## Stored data
== Segment start ==

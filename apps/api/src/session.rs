use async_trait::async_trait;
use axum::{extract::FromRequestParts, http::request::Parts};
use uuid::Uuid;

use crate::errors::AppError;

/// Header carrying the authenticated user's id, set by the auth gateway.
pub const USER_ID_HEADER: &str = "x-user-id";

/// The caller's identity, passed explicitly to every handler that needs it.
#[derive(Debug, Clone, Copy, PartialEq, Eq)]
pub struct Session {
    pub user_id: Uuid,
}

#[async_trait]
impl<S> FromRequestParts<S> for Session
where
    S: Send + Sync,
{
    type Rejection = AppError;

    async fn from_request_parts(parts: &mut Parts, _state: &S) -> Result<Self, Self::Rejection> {
        let user_id = parts
            .headers
            .get(USER_ID_HEADER)
            .and_then(|value| value.to_str().ok())
            .and_then(|value| Uuid::parse_str(value.trim()).ok())
            .ok_or(AppError::Unauthorized)?;
        Ok(Session { user_id })
    }
}

#[cfg(test)]
mod tests {
    use super::*;
    use axum::http::Request;

    async fn extract(header: Option<&str>) -> Result<Session, AppError> {
        let mut builder = Request::builder().uri("/");
        if let Some(value) = header {
            builder = builder.header(USER_ID_HEADER, value);
        }
        let (mut parts, _) = builder.body(()).unwrap().into_parts();
        Session::from_request_parts(&mut parts, &()).await
    }

    #[tokio::test]
    async fn test_valid_header_yields_session() {
        let id = Uuid::new_v4();
        let session = extract(Some(&id.to_string())).await.unwrap();
        assert_eq!(session.user_id, id);
    }

    #[tokio::test]
    async fn test_missing_or_malformed_header_is_unauthorized() {
        assert!(matches!(extract(None).await, Err(AppError::Unauthorized)));
        assert!(matches!(
            extract(Some("not-a-uuid")).await,
            Err(AppError::Unauthorized)
        ));
    }
}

== Segment end ==

## WORK ORDER
Determine the number of lines in the entries above where the string "Some" appears. Answer with the number alone.

## WRITTEN ANSWER
3